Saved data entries

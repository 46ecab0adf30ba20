// Filesystem probes backing the lazy parts of an evaluation context.

use crate::values::{FileMetadata, ImageInfo};
use chrono::{DateTime, Local, NaiveDateTime};
use std::path::Path;
use std::time::SystemTime;
use tracing::debug;

pub(super) fn file_metadata(path: &Path) -> FileMetadata {
    match std::fs::metadata(path) {
        Ok(meta) => {
            let modified = meta.modified().ok().map(local_time);
            FileMetadata {
                exists: true,
                // Filesystems without birth times report the last write instead.
                created: meta.created().ok().map(local_time).or(modified),
                modified,
                accessed: meta.accessed().ok().map(local_time),
            }
        }
        Err(err) => {
            debug!(path = %path.display(), error = %err, "file metadata unavailable");
            FileMetadata::missing()
        }
    }
}

pub(super) fn file_size(path: &Path) -> u64 {
    match std::fs::metadata(path) {
        Ok(meta) if meta.is_file() => meta.len(),
        Ok(_) => 0,
        Err(err) => {
            debug!(path = %path.display(), error = %err, "file size unavailable");
            0
        }
    }
}

pub(super) fn image_info(path: &Path) -> ImageInfo {
    match imagesize::size(path) {
        Ok(dim) => ImageInfo::new(
            u32::try_from(dim.width).unwrap_or(u32::MAX),
            u32::try_from(dim.height).unwrap_or(u32::MAX),
        ),
        Err(err) => {
            debug!(path = %path.display(), error = %err, "not a readable image");
            ImageInfo::default()
        }
    }
}

fn local_time(time: SystemTime) -> NaiveDateTime {
    DateTime::<Local>::from(time).naive_local()
}
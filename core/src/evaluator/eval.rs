//! Core evaluation logic.

use crate::{
    context::EvaluationContext,
    evaluator::EvalError,
    parser::{AstNode, FormatTarget, Literal, TemplateNode},
    values::{IndexValue, Value, slice_chars},
    variables::Variable,
};
use tracing::trace;

pub(super) struct Evaluator<'ctx> {
    ctx: &'ctx EvaluationContext,
}

impl<'ctx> Evaluator<'ctx> {
    pub(super) fn new(ctx: &'ctx EvaluationContext) -> Self {
        Self { ctx }
    }

    pub(super) fn eval_template(&self, template: &TemplateNode) -> Result<String, EvalError> {
        let mut out = String::new();
        for node in &template.nodes {
            match node {
                // Skip the intermediate value for the common case.
                AstNode::Text(text) => out.push_str(text),
                _ => out.push_str(&self.eval_node(node)?.to_string(None)),
            }
        }
        Ok(out)
    }

    pub(super) fn eval_node(&self, node: &AstNode) -> Result<Value, EvalError> {
        match node {
            AstNode::Text(text) => Ok(Value::Str(text.clone())),
            AstNode::Variable(name) => Ok(self.eval_variable(name)),
            AstNode::Format { target, format } => self.eval_format(target, format.as_deref()),
            AstNode::Method {
                target,
                name,
                args,
                span,
            } => {
                let target = self.eval_node(target)?;
                let args = args
                    .iter()
                    .map(|arg| self.eval_node(arg))
                    .collect::<Result<Vec<_>, _>>()?;
                target
                    .invoke_method(name, &args)
                    .map_err(|err| err.with_span(span))
            }
            AstNode::Slice { target, start, end } => {
                let text = self.eval_node(target)?.to_string(None);
                let start = self.eval_bound(start.as_deref())?;
                let end = self.eval_bound(end.as_deref())?;
                Ok(Value::Str(slice_chars(&text, start, end)))
            }
            AstNode::Literal(Literal::Str(s)) => Ok(Value::Str(s.clone())),
            AstNode::Literal(Literal::Int(n)) => Ok(Value::Number(*n)),
        }
    }

    fn eval_variable(&self, name: &str) -> Value {
        match Variable::from_name(name) {
            Some(variable) => variable.bind(self.ctx),
            None => {
                trace!(name, "unknown variable echoed back");
                Value::Str(format!("{{{name}}}"))
            }
        }
    }

    fn eval_format(&self, target: &FormatTarget, format: Option<&str>) -> Result<Value, EvalError> {
        match target {
            FormatTarget::IndexExpr(expr) => Ok(IndexValue::new(self.ctx.index, self.ctx.total_count)
                .evaluate_expression(expr, format)),
            FormatTarget::Node(node) => Ok(Value::Str(self.eval_node(node)?.to_string(format))),
        }
    }

    /// A slice bound that does not evaluate to an integer falls back to the
    /// default for its side.
    fn eval_bound(&self, bound: Option<&AstNode>) -> Result<Option<i64>, EvalError> {
        match bound {
            Some(node) => Ok(self.eval_node(node)?.as_int()),
            None => Ok(None),
        }
    }
}
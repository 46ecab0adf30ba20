//! AST to closure translation.

use crate::{
    context::EvaluationContext,
    evaluator::EvalError,
    index_expr::IndexProgram,
    parser::{AstNode, FormatTarget, Literal, Span},
    values::{Method, Value, slice_chars},
    variables::Variable,
};
use tracing::trace;

/// A compiled expression, evaluated against one file's context.
pub type CompiledExpr = Box<dyn Fn(&EvaluationContext) -> Result<Value, EvalError> + Send + Sync>;

/// The rendered text of a node that renders the same for every context.
pub(super) fn constant_text(node: &AstNode) -> Option<String> {
    match node {
        AstNode::Text(text) => Some(text.clone()),
        AstNode::Literal(Literal::Str(s)) => Some(s.clone()),
        AstNode::Literal(Literal::Int(n)) => Some(n.to_string()),
        AstNode::Variable(name) if Variable::from_name(name).is_none() => {
            Some(format!("{{{name}}}"))
        }
        _ => None,
    }
}

pub(super) fn compile_node(node: &AstNode) -> CompiledExpr {
    match node {
        AstNode::Text(text) => constant(Value::Str(text.clone())),
        AstNode::Literal(Literal::Str(s)) => constant(Value::Str(s.clone())),
        AstNode::Literal(Literal::Int(n)) => constant(Value::Number(*n)),
        AstNode::Variable(name) => compile_variable(name),
        AstNode::Format { target, format } => compile_format(target, format.clone()),
        AstNode::Method {
            target,
            name,
            args,
            span,
        } => compile_method(target, name, args, span),
        AstNode::Slice { target, start, end } => {
            let target = compile_node(target);
            let start = start.as_deref().map(compile_node);
            let end = end.as_deref().map(compile_node);
            Box::new(move |ctx| {
                let text = target(ctx)?.to_string(None);
                let start = eval_bound(start.as_ref(), ctx)?;
                let end = eval_bound(end.as_ref(), ctx)?;
                Ok(Value::Str(slice_chars(&text, start, end)))
            })
        }
    }
}

fn constant(value: Value) -> CompiledExpr {
    Box::new(move |_| Ok(value.clone()))
}

fn compile_variable(name: &str) -> CompiledExpr {
    match Variable::from_name(name) {
        Some(variable) => Box::new(move |ctx| Ok(variable.bind(ctx))),
        None => {
            trace!(name, "unknown variable compiled as text");
            constant(Value::Str(format!("{{{name}}}")))
        }
    }
}

fn compile_format(target: &FormatTarget, format: Option<String>) -> CompiledExpr {
    match target {
        FormatTarget::IndexExpr(source) => {
            let program = IndexProgram::compile(source);
            Box::new(move |ctx| Ok(Value::Str(program.render(ctx.index, format.as_deref()))))
        }
        FormatTarget::Node(node) => {
            let inner = compile_node(node);
            Box::new(move |ctx| Ok(Value::Str(inner(ctx)?.to_string(format.as_deref()))))
        }
    }
}

fn compile_method(target: &AstNode, name: &str, args: &[AstNode], span: &Span) -> CompiledExpr {
    let target = compile_node(target);
    let args: Vec<CompiledExpr> = args.iter().map(compile_node).collect();
    let method = Method::from_name(name);
    let written = name.to_string();
    let span = span.clone();
    Box::new(move |ctx| {
        let value = target(ctx)?;
        let args = args
            .iter()
            .map(|arg| arg(ctx))
            .collect::<Result<Vec<_>, _>>()?;
        method
            .and_then(|method| value.invoke(method, &args))
            .ok_or_else(|| {
                EvalError::method_not_supported(value.type_name(), &written).with_span(&span)
            })
    })
}

fn eval_bound(
    bound: Option<&CompiledExpr>,
    ctx: &EvaluationContext,
) -> Result<Option<i64>, EvalError> {
    match bound {
        Some(expr) => Ok(expr(ctx)?.as_int()),
        None => Ok(None),
    }
}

▶ [Work order]: Set down the lines above as they stand, starting with the first line and ending with the line that contains "use tracing::debug;".

▶ [Response area]:
repository 46ecab0adf30ba20
// Filesystem probes backing the lazy parts of an evaluation context.

use crate::values::{FileMetadata, ImageInfo};
use chrono::{DateTime, Local, NaiveDateTime};
use std::path::Path;
use std::time::SystemTime;
use tracing::debug;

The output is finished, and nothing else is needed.